Hey, the writing quality might not be the same, but what they lack in skill they make up for in relevance of content.

Signs you're getting adjusted to living on the west coast #1

You trust the LA Times more than you do the New York Times.

Hey, the writing quality might not be the same, but what they lack in skill they make up for in relevance of content.

Thursday, February 26, 2004

Fun with Fascism, or, how we can offer up some quotes from an authentic fascist thinker and see how they stack up to what's issueing from our current administration.

The thinker: Carl Schmitt. It's hard to find a much purer totalitarian thinker than Schmitt. Schmitt was an ardent Nazi who wrote the legal briefs which justified the Nazi seizure of power, and his legal and political philosophy reflects this. Here are some quotes from an anthology entitled "Political Theology":

"Sovereign is he who decides on the exception"(footnote explains that 'exception' refers to the breaking of laws).
"It will soon become clear that the exception is to be understood to refer to a general concept in the theory of the states, and not merely to a construct applied to any emergency decree or state of siege."

"From a practical or theoretical perspective, it really does not matter whether an abstract scheme advanced to describe sovereignty is acceptable"
"What is argued about is the concrete application, and that means who decides in a situation of conflict what constitutes the public interest or interests of the state, public safety and order, le salut public, and so on."

Wednesday, February 25, 2004

What does it take to make a free society? Economic equality.

Tuesday, February 24, 2004

More about the Cockburn lecture.....

I especially liked the young man at the end who asked the question about the difference in views on Palestine between American Jews and Israeli Jews. He was a man after my own heart, and I'm sure, from the sound of his voice, that asking that question somewhat hurt his throat.

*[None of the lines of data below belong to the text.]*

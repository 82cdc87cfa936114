//! Copyright (c) 2025-2026, Kirky.X
//!
//! MIT License
//!
//! 该模块定义了基于 Sea-ORM 的缓存存储，支持 SQLite、PostgreSQL 和 MySQL。
//!
//! 唯一性由表上的 `UNIQUE (entity_type, entity_id, name)` 约束保证，
//! upsert 是单条 `INSERT ... ON CONFLICT` 语句，并发写入同一键时后写者生效。

use super::{CacheEntry, CacheStore, TypeStats};
use crate::config::{validate_identifier, StoreConfig};
use crate::entity::{EntityId, EntityType};
use crate::error::{CacheError, Result};
use crate::utils::redaction::redact_connection_string;
use async_trait::async_trait;
use sea_orm::{
    ConnectOptions, ConnectionTrait, Database, DatabaseBackend, DatabaseConnection, QueryResult,
    Statement, Value,
};
use secrecy::ExposeSecret;
use std::time::Duration;
use tracing::{debug, info, instrument};

/// 单条 IN 查询携带的最大标识数量
const MAX_IDS_PER_QUERY: usize = 500;

/// 内存数据库连接的存活时间，连接被回收时表会随之消失
const PINNED_CONNECTION_LIFETIME: Duration = Duration::from_secs(60 * 60 * 24 * 365 * 100);

fn is_memory_sqlite(url: &str) -> bool {
    url.starts_with("sqlite") && url.contains(":memory:")
}

/// 构造连接池参数
///
/// 内存 SQLite 每个连接都是独立的数据库，只能固定使用一个永不回收的连接
fn connect_options(url: &str, config: &StoreConfig) -> ConnectOptions {
    let mut opt = ConnectOptions::new(url.to_string());
    opt.min_connections(1)
        .connect_timeout(Duration::from_millis(config.connect_timeout_ms))
        .sqlx_logging(false);

    if is_memory_sqlite(url) {
        opt.max_connections(1)
            .max_lifetime(PINNED_CONNECTION_LIFETIME)
            .idle_timeout(PINNED_CONNECTION_LIFETIME);
    } else {
        opt.max_connections(config.max_connections);
    }
    opt
}

/// SQL 缓存存储
pub struct SqlCacheStore {
    connection: DatabaseConnection,
    backend: DatabaseBackend,
    table: String,
}

impl std::fmt::Debug for SqlCacheStore {
    fn fmt(&self, f: &mut std::fmt::Formatter<'_>) -> std::fmt::Result {
        f.debug_struct("SqlCacheStore")
            .field("backend", &self.backend)
            .field("table", &self.table)
            .finish()
    }
}

impl SqlCacheStore {
    /// 根据存储配置建立连接并确保缓存表存在
    pub async fn connect(config: &StoreConfig) -> Result<Self> {
        let url = config
            .connection_string
            .as_ref()
            .ok_or_else(|| {
                CacheError::ConfigError("store.connection_string is required".to_string())
            })?
            .expose_secret()
            .to_string();

        let opt = connect_options(&url, config);
        info!(
            "Connecting property cache store: {}",
            redact_connection_string(&url)
        );
        let connection = Database::connect(opt)
            .await
            .map_err(|e| CacheError::DatabaseError(format!("Failed to open database: {}", e)))?;

        Self::from_connection(connection, &config.table_name).await
    }

    /// 使用已有连接创建存储
    pub async fn from_connection(connection: DatabaseConnection, table: &str) -> Result<Self> {
        validate_identifier(table).map_err(CacheError::ConfigError)?;
        let backend = connection.get_database_backend();
        let store = Self {
            connection,
            backend,
            table: table.to_string(),
        };
        store.ensure_table().await?;
        Ok(store)
    }

    pub fn backend(&self) -> DatabaseBackend {
        self.backend
    }

    pub fn table_name(&self) -> &str {
        &self.table
    }

    async fn ensure_table(&self) -> Result<()> {
        let table = self.quoted_table();
        let sql = match self.backend {
            DatabaseBackend::Postgres => format!(
                "CREATE TABLE IF NOT EXISTS {} (\
                 entity_type VARCHAR(255) NOT NULL, \
                 entity_id BIGINT NOT NULL, \
                 name VARCHAR(64) NOT NULL, \
                 value BYTEA NOT NULL, \
                 UNIQUE (entity_type, entity_id, name))",
                table
            ),
            DatabaseBackend::MySql => format!(
                "CREATE TABLE IF NOT EXISTS {} (\
                 entity_type VARCHAR(255) NOT NULL, \
                 entity_id BIGINT NOT NULL, \
                 name VARCHAR(64) NOT NULL, \
                 value LONGBLOB NOT NULL, \
                 UNIQUE KEY uq_{}_key (entity_type, entity_id, name))",
                table, self.table
            ),
            DatabaseBackend::Sqlite => format!(
                "CREATE TABLE IF NOT EXISTS {} (\
                 entity_type VARCHAR(255) NOT NULL, \
                 entity_id BIGINT NOT NULL, \
                 name VARCHAR(64) NOT NULL, \
                 value BLOB NOT NULL, \
                 UNIQUE (entity_type, entity_id, name))",
                table
            ),
        };
        debug!("Ensuring cache table with SQL: {}", sql);
        self.execute(&sql, Vec::new()).await?;
        Ok(())
    }

    fn quoted_table(&self) -> String {
        match self.backend {
            DatabaseBackend::MySql => format!("`{}`", self.table),
            _ => format!("\"{}\"", self.table),
        }
    }

    /// 第 n 个（从 1 开始）参数占位符
    fn placeholder(&self, n: usize) -> String {
        match self.backend {
            DatabaseBackend::Postgres => format!("${}", n),
            _ => "?".to_string(),
        }
    }

    async fn execute(&self, sql: &str, values: Vec<Value>) -> Result<u64> {
        let result = self
            .connection
            .execute(Statement::from_sql_and_values(self.backend, sql, values))
            .await
            .map_err(|e| CacheError::Store(format!("SQL execution failed: {}", e)))?;
        Ok(result.rows_affected())
    }

    async fn query_all(&self, sql: &str, values: Vec<Value>) -> Result<Vec<QueryResult>> {
        self.connection
            .query_all(Statement::from_sql_and_values(self.backend, sql, values))
            .await
            .map_err(|e| CacheError::Store(format!("SQL query failed: {}", e)))
    }
}

fn to_db_id(id: EntityId) -> Result<i64> {
    i64::try_from(id).map_err(|_| CacheError::Store(format!("entity id {} out of range", id)))
}

fn from_db_id(id: i64) -> Result<EntityId> {
    EntityId::try_from(id).map_err(|_| CacheError::Store(format!("negative entity id {}", id)))
}

#[async_trait]
impl CacheStore for SqlCacheStore {
    #[instrument(skip(self), level = "debug")]
    async fn get(
        &self,
        entity_type: &EntityType,
        entity_id: EntityId,
        name: &str,
    ) -> Result<Option<Vec<u8>>> {
        let sql = format!(
            "SELECT value FROM {} WHERE entity_type = {} AND entity_id = {} AND name = {}",
            self.quoted_table(),
            self.placeholder(1),
            self.placeholder(2),
            self.placeholder(3)
        );
        let rows = self
            .query_all(
                &sql,
                vec![
                    entity_type.as_str().into(),
                    to_db_id(entity_id)?.into(),
                    name.into(),
                ],
            )
            .await?;

        match rows.into_iter().next() {
            Some(row) => Ok(Some(row.try_get::<Vec<u8>>("", "value")?)),
            None => Ok(None),
        }
    }

    #[instrument(skip(self, ids), level = "debug", fields(ids = ids.len()))]
    async fn get_many(
        &self,
        entity_type: &EntityType,
        ids: &[EntityId],
    ) -> Result<Vec<CacheEntry>> {
        let mut entries = Vec::new();
        for chunk in ids.chunks(MAX_IDS_PER_QUERY) {
            let mut values: Vec<Value> = Vec::with_capacity(chunk.len() + 1);
            values.push(entity_type.as_str().into());
            let mut placeholders = Vec::with_capacity(chunk.len());
            for (offset, id) in chunk.iter().enumerate() {
                placeholders.push(self.placeholder(offset + 2));
                values.push(to_db_id(*id)?.into());
            }

            let sql = format!(
                "SELECT entity_id, name, value FROM {} WHERE entity_type = {} AND entity_id IN ({})",
                self.quoted_table(),
                self.placeholder(1),
                placeholders.join(", ")
            );

            for row in self.query_all(&sql, values).await? {
                entries.push(CacheEntry {
                    entity_type: entity_type.clone(),
                    entity_id: from_db_id(row.try_get::<i64>("", "entity_id")?)?,
                    property_name: row.try_get::<String>("", "name")?,
                    value: row.try_get::<Vec<u8>>("", "value")?,
                });
            }
        }
        debug!("SQL get_many: entries={}", entries.len());
        Ok(entries)
    }

    #[instrument(skip(self, value), level = "debug")]
    async fn upsert(
        &self,
        entity_type: &EntityType,
        entity_id: EntityId,
        name: &str,
        value: Vec<u8>,
    ) -> Result<()> {
        let conflict_clause = match self.backend {
            DatabaseBackend::MySql => "ON DUPLICATE KEY UPDATE value = VALUES(value)",
            _ => "ON CONFLICT (entity_type, entity_id, name) DO UPDATE SET value = excluded.value",
        };
        let sql = format!(
            "INSERT INTO {} (entity_type, entity_id, name, value) VALUES ({}, {}, {}, {}) {}",
            self.quoted_table(),
            self.placeholder(1),
            self.placeholder(2),
            self.placeholder(3),
            self.placeholder(4),
            conflict_clause
        );
        self.execute(
            &sql,
            vec![
                entity_type.as_str().into(),
                to_db_id(entity_id)?.into(),
                name.into(),
                value.into(),
            ],
        )
        .await?;
        Ok(())
    }

    #[instrument(skip(self), level = "debug")]
    async fn delete(
        &self,
        entity_type: &EntityType,
        entity_id: EntityId,
        name: &str,
    ) -> Result<bool> {
        let sql = format!(
            "DELETE FROM {} WHERE entity_type = {} AND entity_id = {} AND name = {}",
            self.quoted_table(),
            self.placeholder(1),
            self.placeholder(2),
            self.placeholder(3)
        );
        let affected = self
            .execute(
                &sql,
                vec![
                    entity_type.as_str().into(),
                    to_db_id(entity_id)?.into(),
                    name.into(),
                ],
            )
            .await?;
        Ok(affected > 0)
    }

    #[instrument(skip(self), level = "debug")]
    async fn delete_all(&self, entity_type: &EntityType, entity_id: EntityId) -> Result<u64> {
        let sql = format!(
            "DELETE FROM {} WHERE entity_type = {} AND entity_id = {}",
            self.quoted_table(),
            self.placeholder(1),
            self.placeholder(2)
        );
        self.execute(
            &sql,
            vec![entity_type.as_str().into(), to_db_id(entity_id)?.into()],
        )
        .await
    }

    async fn stats(&self) -> Result<Vec<TypeStats>> {
        let sql = format!(
            "SELECT entity_type, COUNT(*) AS entries FROM {} GROUP BY entity_type ORDER BY entity_type",
            self.quoted_table()
        );
        let mut stats = Vec::new();
        for row in self.query_all(&sql, Vec::new()).await? {
            let entries = row.try_get::<i64>("", "entries")?;
            stats.push(TypeStats {
                entity_type: EntityType::new(row.try_get::<String>("", "entity_type")?),
                entries: u64::try_from(entries).unwrap_or(0),
            });
        }
        Ok(stats)
    }

    async fn clear(&self) -> Result<u64> {
        let sql = format!("DELETE FROM {}", self.quoted_table());
        self.execute(&sql, Vec::new()).await
    }
}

A quote from the beginning of the book, Michael Neuman's essay: "Haider's Austria is not considered dangerous for Jews". I can testify this, although not being Jewish myself. There are a lot of street vendors from West Africa in Vienna, and they generate a lot of tension between conservative Viennese and themselves. In fact, unfortunately, along side the wonderful shops by Marienhilferstrasse which sell imports from West Africa you can find graffiti declaring "Neger Raus!", Nigger Out. Some have been regraffitied to say Nazi Raus, but that's something else. Anyways, during my stay in Vienna I only witnessed a group of people making slurs against blacks, among themselves because there were no blacks around, only once.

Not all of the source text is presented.